As far back as I can remember, my family attended church. My parents started going to church soon after I was born. Growing up, I would hear that Christ died on the cross and that I needed to believe that if I wanted to go to heaven. Well, I believed that, walked an aisle, and was baptized. During my teenage years, I was the friend that parents felt comfortable letting their children hang out with on weekends. Around my junior year of high school, I became more heavily involved in the “party scene,” and although I would spend Saturday night partying, I would end up at church on Sunday morning. I wouldn’t have called myself a very “spiritual” person. Being a Christian was something that I was on Sunday, but for the most part it didn’t make a difference in the way I lived throughout the week.
Oddly enough, the young lady who I was “dating” at the time invited me to a youth gathering, and that night the pastor decided not to preach his prepared sermon. Instead he extended the singing for the rest of the night. As I sat there looking around at all the people worshiping and praying I realized that they were doing something I could not do and talking to Someone to whom I could not converse. And then all of a sudden I saw my sin for the first time the way God saw it. I was flooded with grief and remorse for the way that I had been living and I realized that this type of lifestyle was the reason that Jesus had to die on the cross. I had always been ok with the idea that God was willing to die for my sins, that he was willing to give so much for me. But I didn’t want to do any giving to him in return. I hit my knees right there and asked that God would forgive me of all my sin, knowing the whole time that I didn’t deserve it. Something mysterious happened in my heart and I felt like a new person. From that time on things were different; my desires began to radically change. I had a true Gospel-based, Christ-centered reason for my behavior and attitudes, and toward people and life. For the first time, when I prayed I knew there was Someone there and even when I was done, I still knew He was there. All the knowledge I had accumulated throughout 18 years of church, finally made sense to me.

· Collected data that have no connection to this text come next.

//! Per-push-message processing.
//!
//! Each delivery walks `Received → Parsing → {Parsed | FallbackFetch} →
//! Rendering → Done`. Parse failures are never fatal: the worker either
//! reconstructs an event from the latest-events endpoint or suppresses
//! the notification cleanly.

use std::sync::Arc;
use std::time::Duration;

use async_trait::async_trait;
use tracing;

use machinehub_api::ApiClient;
use machinehub_core::config::notifications::NotificationsConfig;
use machinehub_core::config::push::PushConfig;
use machinehub_core::events::{self, NormalizedEvent, PushPayload};
use machinehub_core::result::AppResult;
use machinehub_core::types::EventKind;
use machinehub_realtime::{PushMessage, RelayBus, RelayMessage};

use crate::render::{self, RenderedNotification};
use crate::sink::NotificationSink;

/// Source of the single bounded fallback fetch.
///
/// A seam so the notifier can be exercised without a backend.
#[async_trait]
pub trait LatestEventSource: Send + Sync {
    /// Fetch the most recent fleet event, if any.
    async fn latest_event(&self) -> AppResult<Option<NormalizedEvent>>;
}

#[async_trait]
impl LatestEventSource for ApiClient {
    async fn latest_event(&self) -> AppResult<Option<NormalizedEvent>> {
        ApiClient::latest_event(self).await
    }
}

/// Terminal state of one push delivery.
#[derive(Debug, Clone, PartialEq, Eq)]
pub enum PushOutcome {
    /// The sender's own display text was rendered.
    RenderedFromPayload,
    /// A fallback-fetched event was rendered.
    RenderedFromFallback,
    /// Nothing was rendered; the reason is routine, not an error.
    Suppressed(SuppressReason),
}

/// Why a delivery rendered nothing.
#[derive(Debug, Clone, Copy, PartialEq, Eq)]
pub enum SuppressReason {
    /// No payload and the fallback returned no event.
    NoEvent,
    /// The event kind is unknown; generic notifications are never shown.
    UnknownKind,
    /// The platform sink rejected the notification.
    SinkFailed,
}

/// Background worker notifier.
pub struct PushNotifier {
    /// Source for the bounded fallback fetch.
    fallback_source: Arc<dyn LatestEventSource>,
    /// Relay to open foreground instances.
    relay: RelayBus,
    /// Platform notification sink.
    sink: Arc<dyn NotificationSink>,
    /// Tag prefix for rendered notifications.
    tag_prefix: String,
    /// Upper bound on the fallback fetch.
    fallback_timeout: Duration,
}

impl PushNotifier {
    /// Create a notifier.
    pub fn new(
        fallback_source: Arc<dyn LatestEventSource>,
        relay: RelayBus,
        sink: Arc<dyn NotificationSink>,
        notifications: &NotificationsConfig,
        push: &PushConfig,
    ) -> Self {
        Self {
            fallback_source,
            relay,
            sink,
            tag_prefix: notifications.tag_prefix.clone(),
            fallback_timeout: Duration::from_secs(push.fallback_timeout_seconds),
        }
    }

    /// Process one push delivery to completion.
    pub async fn handle_push(&self, message: PushMessage) -> PushOutcome {
        // Parsing
        let payload = events::parse_push_body(&message.body);

        match payload {
            Some(payload) if payload.has_display_text() => {
                // Parsed: the sender supplied display text.
                self.relay_event(payload.event.as_ref());
                let rendered = render::render_payload(&payload, &self.tag_prefix);
                self.show(rendered, PushOutcome::RenderedFromPayload).await
            }
            other => {
                // FallbackFetch: reconstruct a best-effort notification.
                if other.is_none() {
                    tracing::debug!("Push body unparseable, falling back to latest event");
                }
                self.fallback(other).await
            }
        }
    }

    async fn fallback(&self, parsed: Option<PushPayload>) -> PushOutcome {
        let fetched = tokio::time::timeout(
            self.fallback_timeout,
            self.fallback_source.latest_event(),
        )
        .await;

        let event = match fetched {
            Ok(Ok(event)) => event,
            Ok(Err(e)) => {
                tracing::debug!("Push fallback fetch failed: {e}");
                None
            }
            Err(_) => {
                tracing::debug!("Push fallback fetch timed out");
                None
            }
        };

        // When the fetch comes back empty the parsed payload may still
        // carry usable event data.
        let event = event.or(parsed.and_then(|p| p.event));

        let Some(event) = event else {
            // No payload, no fallback event: suppress entirely rather
            // than show a placeholder.
            return PushOutcome::Suppressed(SuppressReason::NoEvent);
        };

        match render::render_event(&event, &self.tag_prefix) {
            Some(rendered) => {
                self.relay_event(Some(&event));
                self.show(rendered, PushOutcome::RenderedFromFallback).await
            }
            None => {
                tracing::debug!(kind = %event.kind, "Suppressed notification for unknown kind");
                PushOutcome::Suppressed(SuppressReason::UnknownKind)
            }
        }
    }

    async fn show(&self, rendered: RenderedNotification, ok: PushOutcome) -> PushOutcome {
        match self.sink.show(rendered).await {
            Ok(()) => ok,
            Err(e) => {
                tracing::warn!("Notification sink failed: {e}");
                PushOutcome::Suppressed(SuppressReason::SinkFailed)
            }
        }
    }

    /// Broadcast the normalized payload so open foreground instances can
    /// update counters and play sounds. The worker has no access to
    /// foreground state; this relay is the only channel.
    fn relay_event(&self, event: Option<&NormalizedEvent>) {
        let Some(event) = event else {
            return;
        };
        if event.kind == EventKind::CoinInserted {
            self.relay
                .publish(RelayMessage::CoinNotification(event.clone()));
        }
        self.relay
            .publish(RelayMessage::EventNotification(event.clone()));
    }
}

#[cfg(test)]
mod tests {
    use super::*;

    use std::sync::Mutex;
    use std::sync::atomic::{AtomicUsize, Ordering};

    use serde_json::json;

    use machinehub_core::AppError;
    use machinehub_core::events::normalize;

    struct StubSource {
        result: Mutex<Option<AppResult<Option<NormalizedEvent>>>>,
        calls: AtomicUsize,
    }

    impl StubSource {
        fn returning(result: AppResult<Option<NormalizedEvent>>) -> Arc<Self> {
            Arc::new(Self {
                result: Mutex::new(Some(result)),
                calls: AtomicUsize::new(0),
            })
        }
    }

    #[async_trait]
    impl LatestEventSource for StubSource {
        async fn latest_event(&self) -> AppResult<Option<NormalizedEvent>> {
            self.calls.fetch_add(1, Ordering::SeqCst);
            self.result
                .lock()
                .unwrap()
                .take()
                .unwrap_or(Ok(None))
        }
    }

    #[derive(Default)]
    struct RecordingSink {
        shown: Mutex<Vec<RenderedNotification>>,
    }

    #[async_trait]
    impl NotificationSink for RecordingSink {
        async fn show(&self, notification: RenderedNotification) -> AppResult<()> {
            self.shown.lock().unwrap().push(notification);
            Ok(())
        }
    }

    fn notifier(
        source: Arc<StubSource>,
        sink: Arc<RecordingSink>,
        relay: RelayBus,
    ) -> PushNotifier {
        PushNotifier::new(
            source,
            relay,
            sink,
            &NotificationsConfig::default(),
            &PushConfig::default(),
        )
    }

    fn coin_event() -> NormalizedEvent {
        normalize(&json!({
            "type": "coin_inserted",
            "machine_id": "5",
            "data": {"cantidad": 3}
        }))
        .unwrap()
    }

    #[tokio::test]
    async fn test_empty_body_and_empty_fallback_render_nothing() {
        let source = StubSource::returning(Ok(None));
        let sink = Arc::new(RecordingSink::default());
        let n = notifier(source.clone(), sink.clone(), RelayBus::new(8));

        let outcome = n.handle_push(PushMessage::empty()).await;

        assert_eq!(outcome, PushOutcome::Suppressed(SuppressReason::NoEvent));
        assert!(sink.shown.lock().unwrap().is_empty());
        assert_eq!(source.calls.load(Ordering::SeqCst), 1);
    }

    #[tokio::test]
    async fn test_fallback_failure_is_silent() {
        let source = StubSource::returning(Err(AppError::network("down")));
        let sink = Arc::new(RecordingSink::default());
        let n = notifier(source, sink.clone(), RelayBus::new(8));

        let outcome = n.handle_push(PushMessage::empty()).await;

        assert_eq!(outcome, PushOutcome::Suppressed(SuppressReason::NoEvent));
        assert!(sink.shown.lock().unwrap().is_empty());
    }

    #[tokio::test]
    async fn test_empty_body_renders_fallback_event() {
        let source = StubSource::returning(Ok(Some(coin_event())));
        let sink = Arc::new(RecordingSink::default());
        let relay = RelayBus::new(8);
        let mut relay_rx = relay.subscribe();
        let n = notifier(source, sink.clone(), relay);

        let outcome = n.handle_push(PushMessage::empty()).await;

        assert_eq!(outcome, PushOutcome::RenderedFromFallback);
        let shown = sink.shown.lock().unwrap();
        assert_eq!(shown.len(), 1);
        assert_eq!(shown[0].title, "Moneda ingresada");
        assert!(shown[0].body.contains("Máquina 5 recibió 3 moneda(s)"));

        // Coin events relay both message variants.
        let first = relay_rx.try_recv().unwrap();
        assert!(matches!(first.message, RelayMessage::CoinNotification(_)));
        let second = relay_rx.try_recv().unwrap();
        assert!(matches!(second.message, RelayMessage::EventNotification(_)));
    }

    #[tokio::test]
    async fn test_payload_with_display_text_skips_fallback() {
        let source = StubSource::returning(Ok(Some(coin_event())));
        let sink = Arc::new(RecordingSink::default());
        let n = notifier(source.clone(), sink.clone(), RelayBus::new(8));

        let body = br#"{"title":"Moneda ingresada","body":"Boxeo A +1","data":{"type":"coin_inserted","machine_id":"5"}}"#;
        let outcome = n.handle_push(PushMessage::new(body.to_vec())).await;

        assert_eq!(outcome, PushOutcome::RenderedFromPayload);
        assert_eq!(source.calls.load(Ordering::SeqCst), 0);
        assert_eq!(sink.shown.lock().unwrap().len(), 1);
    }

    #[tokio::test]
    async fn test_unknown_fallback_kind_is_suppressed_and_not_relayed() {
        let unknown = normalize(&json!({"type": "telemetry", "machine_id": "9"})).unwrap();
        let source = StubSource::returning(Ok(Some(unknown)));
        let sink = Arc::new(RecordingSink::default());
        let relay = RelayBus::new(8);
        let mut relay_rx = relay.subscribe();
        let n = notifier(source, sink.clone(), relay);

        let outcome = n.handle_push(PushMessage::empty()).await;

        assert_eq!(outcome, PushOutcome::Suppressed(SuppressReason::UnknownKind));
        assert!(sink.shown.lock().unwrap().is_empty());
        assert!(relay_rx.try_recv().is_err());
    }
}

I came to understand that Christ was not only my Savior offering me forgiveness because of the price he paid on the cross, but he is also my King calling me to be part of his Kingdom. This was not a need I had to “get to heaven” but it was a real relationship that I was entering into with the Creator of the universe. That decision has impacted everything from my long-term desires all the way to how I respond to those around me. For the first time, I could now offer forgiveness to others, not out of a sense of duty but because I had received the ultimate forgiveness from God. I could follow a call to serve God overseas because this good news of His love for us is worth spending my entire life sharing with other cultures and those that need to hear.
But this doesn’t mean that everything is all easy for me. I still argue with my wife and frustrate my kids. I still find it hard to love those who are not like me and I don’t extend grace and mercy to others like I expect it for myself. There are so many ways that I do not live up to my own standards, but I thank God that he is committed to continue to work in me. The initial call to believe his promises and turn from my old way of living is just as relevant now as it was 17 years ago. All the areas in my life where I do not measure up to the holy standards of God, I still have to repent from and keep believing that what God tells me is better than what “comes natural” to me. I need and rely on God’s grace in Christ today as much as I did all those years ago.
I was born in 1982 as the middle child, with an older brother and younger sister, to Christian parents who were very loving and always took me to church. I was saved at the age of 8 when I couldn't sleep one night and my mom lead me to the Lord. That night I accepted Christ as my savior and through the help of youth group and godly mentors I eventually learned what it meant for Him to be my Lord. I was always very active in Church and wanted to go to a Christian college, thinking there would be a greater chance of finding a Godly husband there. I did find that and on December 27,2003 I married Jarett Hall and had my first kiss ever!
We both felt called to missions but had to put our plans on hold when my mom passed away from breast cancer in November 2004 and not a year later my dad was diagnosed with terminal brain cancer. We moved to Chattanooga took care of my father until he passed away in May 2006 and put family first for a number of years. We were able to go on a short term mission trip for Argentina for 6 months in 2007 through some contacts Jarett had down there and learned a lot about a missionaries life. I learned that I need to be involved in a team of other missionaries that are like minded theologically and that I need godly fellowship of other ladies that speak my language to help give me the strength to minister to others, especially in the beginning when the language barrier will be difficult. I am very active in my local church body hosting a fellowship group, attending bible studies, volunteering in the youth group and participating in a women's accountability group on Thursday nights. I am also currently being mentored by a godly women in my church who challenges me beyond what I am currently studying in the Word but also how I am living in out daily. As you can see godly fellowship is very important to me.